At morning drop-off, I start imagining that onlookers are thinking: “Yeesh, a ball cap again? Doesn’t she ever wash her hair?”

When my son is upset and I’m trying to help him calm down, I feel sure the prevailing bystander opinion is, “Ugh, that kid is a mess. He’s obviously been too sheltered from the real world.”

Even when I go for a run, I’m certain the people in passing cars are laughing openly at my plodding, tortoise-like pace.

In fact, it was the running hang-up that led to a breakthrough. While I was driving, I saw a woman running on the path alongside the road. I didn’t really take note of her face, her age or how fast she was going. My only reaction was to wistfully think: “Oh, I wish I were doing that right now.”

At that moment, it hit me like a ton of bricks. I wasn’t judging the runner, her pace, her body shape or her outfit – all the things I imagined people were critiquing about me. I was admiring her ability to organize her life enough to be out there. I yearned to be doing the same thing.

The wake-up call continued when I was grocery shopping and heard a toddler screaming. I didn’t stare or have condescending thoughts of “that mother has no control over her child.” My instinct was to look away and continue shopping, to give her some privacy to deal with the situation. My dominant emotion was sympathy, as I remember all too well how hard that stage can be. Again, there were none of the harsh, judgemental sentiments that I assumed were silently directed my way when I was in a similar position.

Analyzing my own reactions showed me that people in the outside world likely don’t have a problem with me – chances are, they barely notice me at all. All my negative perceptions were self-imposed. I needed to smarten up my inner voice.

The notion of having a positive voice in your head – or self-talk, as it’s also called – might conjure up the Saturday Night Live skit called “Daily Affirmations With Stuart Smalley.” He was the guy who earnestly told himself: “I’m good enough, I’m smart enough, and doggone it – people like me.”

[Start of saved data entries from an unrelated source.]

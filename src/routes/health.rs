use axum::response::Json;
use serde::Serialize;

#[derive(Serialize)]
pub struct Health {
    status: &'static str,
}

/// Liveness only; the model is loaded before the listener binds.
pub async fn healthcheck() -> Json<Health> {
    Json(Health {
        status: "Available",
    })
}
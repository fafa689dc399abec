use crate::{
    classification::Label, inference_service::InferenceError, model_service::ModelService,
    server::SharedState,
};
use axum::{
    extract::{multipart::MultipartError, Multipart, State},
    http::StatusCode,
    response::{IntoResponse, Json, Response},
};
use serde::Serialize;
use thiserror::Error;
use tracing::instrument;

/// Name of the multipart form field carrying the upload.
pub const FILE_FIELD: &str = "file";

#[derive(Serialize, Debug)]
pub struct PredictionResponse {
    filename: String,
    predicted_class: Label,
    confidence: f64,
}

#[derive(Error, Debug)]
pub enum PredictError {
    #[error("Invalid multipart body: {0}")]
    Multipart(#[from] MultipartError),
    #[error("Missing `file` field in form data")]
    MissingFile,
    #[error("Upload in `file` field has no filename")]
    MissingFilename,
    #[error("{0}")]
    Inference(#[from] InferenceError),
}

#[derive(Serialize)]
struct ErrorBody {
    detail: String,
}

impl IntoResponse for PredictError {
    fn into_response(self) -> Response {
        let status = match &self {
            PredictError::Multipart(err) => err.status(),
            PredictError::MissingFile | PredictError::MissingFilename => {
                StatusCode::UNPROCESSABLE_ENTITY
            }
            PredictError::Inference(_) => StatusCode::INTERNAL_SERVER_ERROR,
        };
        let body = ErrorBody {
            detail: self.to_string(),
        };
        (status, Json(body)).into_response()
    }
}

#[instrument(skip(state, multipart))]
pub async fn predict<M: ModelService>(
    State(state): State<SharedState<M>>,
    mut multipart: Multipart,
) -> Result<Json<PredictionResponse>, PredictError> {
    let (filename, image_data) = read_upload(&mut multipart).await?;
    tracing::debug!("Received {} ({} bytes)", filename, image_data.len());

    let prediction = state
        .inference_service
        .predict(image_data)
        .await
        .inspect_err(|e| tracing::error!("Prediction failed for {}: {}", filename, e))?;

    Ok(Json(PredictionResponse {
        filename,
        predicted_class: prediction.label,
        confidence: prediction.confidence,
    }))
}

/// Finds the `file` part. A part without a filename is a plain form value,
/// not an upload, and is rejected.
async fn read_upload(multipart: &mut Multipart) -> Result<(String, Vec<u8>), PredictError> {
    while let Some(field) = multipart.next_field().await? {
        if field.name() == Some(FILE_FIELD) {
            let filename = field
                .file_name()
                .map(str::to_owned)
                .ok_or(PredictError::MissingFilename)?;
            let data = field.bytes().await?;
            return Ok((filename, data.to_vec()));
        }
    }

    Err(PredictError::MissingFile)
}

While Smalley’s self-help guru character is intended to be exaggerated and comedic, the premise behind his “affirmations” has some actual merit. There are benefits to having an upbeat inner voice, such as higher self-esteem and a greater willingness to try new things. To be clear: I haven’t authored a book on this subject and I have no expert qualifications. I can, however, share some simple suggestions from one parent to another, if you’re looking to lift your mood or treat yourself more kindly. Here are some things to try:

Play the “What would you say to a friend?” game. If a friend admitted to feeling down in the dumps, you would immediately be encouraging and supportive. Unfortunately, we rarely show ourselves the same courtesy or forgiveness. Imagine what you’d tell a beloved friend, then try to take the advice yourself.

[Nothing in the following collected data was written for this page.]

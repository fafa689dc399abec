use crate::{
    config::{Config, ServerConfig},
    inference_service::InferenceService,
    model_service::ModelService,
    ort_service::OrtModelService,
    routes::api_routes,
};
use axum::{extract::DefaultBodyLimit, Router};
use tokio::{net::TcpListener, signal};
use tower_http::{
    cors::{Any, CorsLayer},
    trace::TraceLayer,
};

pub struct SharedState<M: ModelService> {
    pub inference_service: InferenceService<M>,
}

impl<M: ModelService> Clone for SharedState<M> {
    fn clone(&self) -> Self {
        Self {
            inference_service: self.inference_service.clone(),
        }
    }
}

/// Builds the full application: routes, shared state and middleware.
pub fn build_router<M: ModelService>(model_service: M, server_config: &ServerConfig) -> Router {
    let app_state = SharedState {
        inference_service: InferenceService::new(model_service),
    };

    let cors = CorsLayer::new()
        .allow_origin(Any)
        .allow_methods(Any)
        .allow_headers(Any);

    Router::new()
        .merge(api_routes())
        .with_state(app_state)
        .layer(DefaultBodyLimit::max(server_config.body_limit_bytes))
        .layer(cors)
        .layer(TraceLayer::new_for_http())
}

pub struct HttpServer {
    router: Router,
    listener: TcpListener,
}

impl HttpServer {
    pub async fn new(model_service: impl ModelService, config: &ServerConfig) -> anyhow::Result<Self> {
        let router = build_router(model_service, config);
        let listener = TcpListener::bind(config.get_address()).await?;

        Ok(Self { router, listener })
    }

    pub async fn run(self) -> anyhow::Result<()> {
        tracing::info!("Starting app on {}", self.listener.local_addr()?);

        axum::serve(self.listener, self.router)
            .with_graceful_shutdown(async {
                shutdown_signal().await;
                tracing::info!("Shutdown signal received, starting graceful shutdown");
            })
            .await?;

        tracing::info!("Server stopped");
        Ok(())
    }
}

pub async fn start_server(config: Config) -> anyhow::Result<()> {
    let ort_model_service = OrtModelService::new(&config.model).inspect_err(|e| {
        tracing::error!("Failed to load model {:?}: {}", config.model.get_path(), e)
    })?;

    let server = HttpServer::new(ort_model_service, &config.server).await?;
    server.run().await
}

async fn shutdown_signal() {
    let ctrl_c = async {
        if let Err(e) = signal::ctrl_c().await {
            tracing::error!("Failed to install Ctrl+C handler: {}", e);
            std::future::pending::<()>().await;
        }
    };

    #[cfg(unix)]
    let terminate = async {
        match signal::unix::signal(signal::unix::SignalKind::terminate()) {
            Ok(mut sigterm) => {
                sigterm.recv().await;
            }
            Err(e) => {
                tracing::error!("Failed to install SIGTERM handler: {}", e);
                std::future::pending::<()>().await;
            }
        }
    };

    #[cfg(not(unix))]
    let terminate = std::future::pending::<()>();

    tokio::select! {
        _ = ctrl_c => {},
        _ = terminate => {},
    }
}
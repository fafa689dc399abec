use serde::Serialize;
use std::fmt;

/// Scores at or above this value are dogs.
pub const LABEL_THRESHOLD: f32 = 0.5;

#[derive(Debug, Clone, Copy, PartialEq, Eq, Serialize)]
pub enum Label {
    Cat,
    Dog,
}

impl Label {
    pub fn as_str(&self) -> &'static str {
        match self {
            Label::Cat => "Cat",
            Label::Dog => "Dog",
        }
    }
}

impl fmt::Display for Label {
    fn fmt(&self, f: &mut fmt::Formatter<'_>) -> fmt::Result {
        f.write_str(self.as_str())
    }
}

#[derive(Debug, Clone, Copy, PartialEq)]
pub struct Prediction {
    pub label: Label,
    /// Always within `[0.5, 1.0]`, rounded to four decimals, ties to even.
    pub confidence: f64,
}

impl Prediction {
    /// Maps the sigmoid output of the network to a label.
    ///
    /// The score is clamped into `[0, 1]` first so a slightly out of range
    /// output cannot push the confidence past 1.
    pub fn from_score(score: f32) -> Self {
        let score = score.clamp(0.0, 1.0);
        let (label, confidence) = if score >= LABEL_THRESHOLD {
            (Label::Dog, score)
        } else {
            (Label::Cat, 1.0 - score)
        };

        Self {
            label,
            confidence: round_to(confidence as f64, 4),
        }
    }
}

fn round_to(value: f64, decimals: i32) -> f64 {
    let factor = 10f64.powi(decimals);
    (value * factor).round_ties_even() / factor
}
use ndarray::{Array, Ix4};
use thiserror::Error;

#[derive(Error, Debug)]
pub enum ModelServiceError {
    #[error("onnx runtime error: {0}")]
    Runtime(#[from] ort::Error),
    #[error("model returned an empty output tensor")]
    EmptyOutput,
    #[error("model returned a non-finite score: {0}")]
    NonFiniteScore(f32),
}

/// A loaded binary classifier. Implementations must be safe to call from
/// several requests at once; the handlers only ever borrow them.
pub trait ModelService: Send + Sync + 'static {
    /// Runs a forward pass on a `[1, 60, 60, 3]` tensor and returns the
    /// dog probability.
    fn score(&self, input: &Array<f32, Ix4>) -> Result<f32, ModelServiceError>;
}
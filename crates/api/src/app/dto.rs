use serde::Deserialize;

use promostore_core::{CategoryId, HeroImageId};

// Domain input types (NewProduct, ProductUpdate, NewCategory, ...) already
// deserialize into the request shape and are used directly by the handlers.
// Only requests with no 1:1 domain counterpart live here.

#[derive(Debug, Deserialize)]
pub struct ListProductsParams {
    pub category: Option<CategoryId>,
}

#[derive(Debug, Deserialize)]
pub struct SellRequest {
    pub variant: String,
    pub quantity: i64,
}

#[derive(Debug, Deserialize)]
pub struct AddHeroImageRequest {
    pub url: String,
}

#[derive(Debug, Deserialize)]
pub struct ReorderHeroRequest {
    /// Complete desired order, first image shown first.
    pub order: Vec<HeroImageId>,
}

#[derive(Debug, Deserialize)]
pub struct UpsertSocialRequest {
    pub url: String,
    #[serde(default)]
    pub label: String,
}

#[derive(Debug, Deserialize)]
pub struct AllowlistAddRequest {
    pub email: String,
}

#[derive(Debug, Deserialize)]
pub struct ContactRequest {
    pub name: String,
    pub email: String,
    pub subject: String,
    pub body: String,
}

#[derive(Debug, Deserialize)]
pub struct UploadParams {
    /// Relative destination path on the media share, e.g. `products/mug.png`.
    pub path: String,
}
#[async_trait]
impl AllowlistStore for PgStore {
    async fn add(&self, email: &str) -> Result<AllowlistEntry, StoreError> {
        validate_email(email)?;
        let entry = AllowlistEntry {
            email: email.to_string(),
            added_at: Utc::now(),
        };
        sqlx::query("INSERT INTO admin_allowlist (email, added_at) VALUES ($1, $2)")
            .bind(&entry.email)
            .bind(entry.added_at)
            .execute(&self.pool)
            .await
            .map_err(|e| {
                map_unique_violation("allowlist_add", "email is already on the allow-list", e)
            })?;
        Ok(entry)
    }

    async fn remove(&self, email: &str) -> Result<(), StoreError> {
        let result = sqlx::query("DELETE FROM admin_allowlist WHERE email = $1")
            .bind(email)
            .execute(&self.pool)
            .await
            .map_err(|e| StoreError::backend("allowlist_remove", e))?;
        if result.rows_affected() == 0 {
            return Err(DomainError::not_found().into());
        }
        Ok(())
    }

    async fn list(&self) -> Result<Vec<AllowlistEntry>, StoreError> {
        let rows = sqlx::query("SELECT email, added_at FROM admin_allowlist ORDER BY email")
            .fetch_all(&self.pool)
            .await
            .map_err(|e| StoreError::backend("allowlist_list", e))?;
        rows.iter()
            .map(|row| {
                Ok(AllowlistEntry {
                    email: row
                        .try_get("email")
                        .map_err(|e| StoreError::backend("allowlist row", e))?,
                    added_at: row
                        .try_get("added_at")
                        .map_err(|e| StoreError::backend("allowlist row", e))?,
                })
            })
            .collect()
    }

    async fn contains(&self, email: &str) -> Result<bool, StoreError> {
        // Exact, case-sensitive match; see DESIGN.md.
        sqlx::query_scalar("SELECT EXISTS(SELECT 1 FROM admin_allowlist WHERE email = $1)")
            .bind(email)
            .fetch_one(&self.pool)
            .await
            .map_err(|e| StoreError::backend("allowlist_contains", e))
    }
}
//! SMTP delivery via lettre.

use async_trait::async_trait;
use lettre::message::Mailbox;
use lettre::transport::smtp::authentication::Credentials;
use lettre::{AsyncSmtpTransport, AsyncTransport, Message, Tokio1Executor};

use promostore_content::ContactMessage;

use super::{MailError, Mailer};

#[derive(Debug, Clone)]
pub struct SmtpConfig {
    pub host: String,
    pub username: String,
    pub password: String,
    /// Address contact-form mail is delivered to.
    pub to: String,
    /// Envelope sender. Replies go to the visitor via Reply-To.
    pub from: String,
}

pub struct SmtpMailer {
    transport: AsyncSmtpTransport<Tokio1Executor>,
    to: Mailbox,
    from: Mailbox,
}

impl SmtpMailer {
    pub fn new(config: SmtpConfig) -> Result<Self, MailError> {
        let transport = AsyncSmtpTransport::<Tokio1Executor>::relay(&config.host)
            .map_err(|e| MailError::Transport(format!("relay {}: {e}", config.host)))?
            .credentials(Credentials::new(config.username, config.password))
            .build();
        let to = config
            .to
            .parse()
            .map_err(|e| MailError::Compose(format!("to address: {e}")))?;
        let from = config
            .from
            .parse()
            .map_err(|e| MailError::Compose(format!("from address: {e}")))?;
        Ok(Self {
            transport,
            to,
            from,
        })
    }
}

#[async_trait]
impl Mailer for SmtpMailer {
    async fn send_contact(&self, message: &ContactMessage) -> Result<(), MailError> {
        let reply_to: Mailbox = format!("{} <{}>", message.from_name, message.from_email)
            .parse()
            .map_err(|e| MailError::Compose(format!("reply-to address: {e}")))?;
        let email = Message::builder()
            .from(self.from.clone())
            .reply_to(reply_to)
            .to(self.to.clone())
            .subject(&message.subject)
            .body(format!(
                "From: {} <{}>\n\n{}",
                message.from_name, message.from_email, message.body
            ))
            .map_err(|e| MailError::Compose(e.to_string()))?;

        self.transport
            .send(email)
            .await
            .map_err(|e| MailError::Transport(e.to_string()))?;
        tracing::info!(from = %message.from_email, "contact message delivered");
        Ok(())
    }
}
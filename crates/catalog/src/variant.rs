//! Color variants: per-product stock-keeping units.
//!
//! Variant codes are deterministic, not random: `{product}C{01, 02, ...}` in
//! creation order. Collisions are impossible within a product, but the scheme
//! caps a product at [`MAX_VARIANTS_PER_PRODUCT`] variants.

use serde::{Deserialize, Serialize};

use promostore_core::{DomainError, DomainResult, ProductCode, VariantCode};

/// Most variants a single product can carry (two-digit sequence suffix).
pub const MAX_VARIANTS_PER_PRODUCT: u32 = 99;

/// A stock-keeping color variant of a product.
#[derive(Debug, Clone, PartialEq, Eq, Serialize, Deserialize)]
pub struct ColorVariant {
    pub code: VariantCode,
    pub product_code: ProductCode,
    pub name: String,
    pub image_url: String,
    pub available: i64,
    /// Creation-order sequence the code suffix was derived from (1-based).
    pub seq: u32,
}

/// Input for creating a variant (standalone or as part of product creation).
#[derive(Debug, Clone, PartialEq, Eq, Serialize, Deserialize)]
pub struct NewVariant {
    pub name: String,
    pub image_url: String,
    pub available: i64,
}

impl NewVariant {
    pub fn validate(&self) -> DomainResult<()> {
        if self.name.trim().is_empty() {
            return Err(DomainError::validation("variant name cannot be empty"));
        }
        if self.available < 0 {
            return Err(DomainError::validation(format!(
                "variant {:?}: available cannot be negative",
                self.name
            )));
        }
        Ok(())
    }

    /// Materialize this input as the `seq`-th variant (1-based) of a product.
    pub fn into_variant(self, product_code: &ProductCode, seq: u32) -> DomainResult<ColorVariant> {
        self.validate()?;
        let code = variant_code(product_code, seq)?;
        Ok(ColorVariant {
            code,
            product_code: product_code.clone(),
            name: self.name,
            image_url: self.image_url,
            available: self.available,
            seq,
        })
    }
}

/// Build the deterministic code for the `seq`-th variant (1-based).
pub fn variant_code(product_code: &ProductCode, seq: u32) -> DomainResult<VariantCode> {
    if seq == 0 {
        return Err(DomainError::invariant("variant sequence starts at 1"));
    }
    if seq > MAX_VARIANTS_PER_PRODUCT {
        return Err(DomainError::validation(format!(
            "product {product_code} already has {MAX_VARIANTS_PER_PRODUCT} variants"
        )));
    }
    Ok(VariantCode::from_generated(format!("{product_code}C{seq:02}")))
}

/// Check a sale of `quantity` units against a variant's stock.
///
/// Rejects non-positive quantities outright; a quantity above `available` is
/// the "insufficient stock" condition and must cause no state change.
pub fn ensure_in_stock(available: i64, quantity: i64) -> DomainResult<()> {
    if quantity <= 0 {
        return Err(DomainError::validation("sale quantity must be positive"));
    }
    if quantity > available {
        return Err(DomainError::InsufficientStock {
            requested: quantity,
            available,
        });
    }
    Ok(())
}

/// A product must keep at least one variant; deleting the last one is rejected.
pub fn ensure_not_last(remaining: usize) -> DomainResult<()> {
    if remaining <= 1 {
        return Err(DomainError::invariant(
            "cannot delete the last variant of a product",
        ));
    }
    Ok(())
}

#[cfg(test)]
mod tests {
    use super::*;

    fn product() -> ProductCode {
        "MUG48213".parse().unwrap()
    }

    #[test]
    fn codes_are_zero_padded_and_sequential() {
        assert_eq!(variant_code(&product(), 1).unwrap().as_str(), "MUG48213C01");
        assert_eq!(variant_code(&product(), 12).unwrap().as_str(), "MUG48213C12");
        assert_eq!(variant_code(&product(), 99).unwrap().as_str(), "MUG48213C99");
    }

    #[test]
    fn hundredth_variant_is_rejected() {
        let err = variant_code(&product(), 100).unwrap_err();
        assert!(matches!(err, DomainError::Validation(_)));
    }

    #[test]
    fn selling_exactly_available_is_permitted() {
        assert!(ensure_in_stock(5, 5).is_ok());
    }

    #[test]
    fn selling_one_over_available_is_insufficient_stock() {
        let err = ensure_in_stock(5, 6).unwrap_err();
        assert_eq!(
            err,
            DomainError::InsufficientStock {
                requested: 6,
                available: 5
            }
        );
    }

    #[test]
    fn zero_and_negative_quantities_fail_validation() {
        assert!(matches!(ensure_in_stock(5, 0), Err(DomainError::Validation(_))));
        assert!(matches!(ensure_in_stock(5, -1), Err(DomainError::Validation(_))));
    }

    #[test]
    fn last_variant_cannot_be_deleted() {
        assert!(ensure_not_last(1).is_err());
        assert!(ensure_not_last(2).is_ok());
    }

    #[test]
    fn negative_initial_stock_fails_validation() {
        let v = NewVariant {
            name: "Red".into(),
            image_url: "https://files.example/red.png".into(),
            available: -1,
        };
        assert!(v.validate().is_err());
    }
}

Get some rest. Small problems often seem bigger when you’re tired and worn out. Go to bed early or take some time to unwind and relax. Read, have a bath, take a walk, do yoga – whatever fills your bucket. You’ll likely have better energy and a more positive outlook afterwards.

Put a positive spin on things. There’s a great running expression that no matter how slow your pace, you’re still lapping everyone on the couch. Remind yourself of the useful and important things you are doing, rather than the things you’re not.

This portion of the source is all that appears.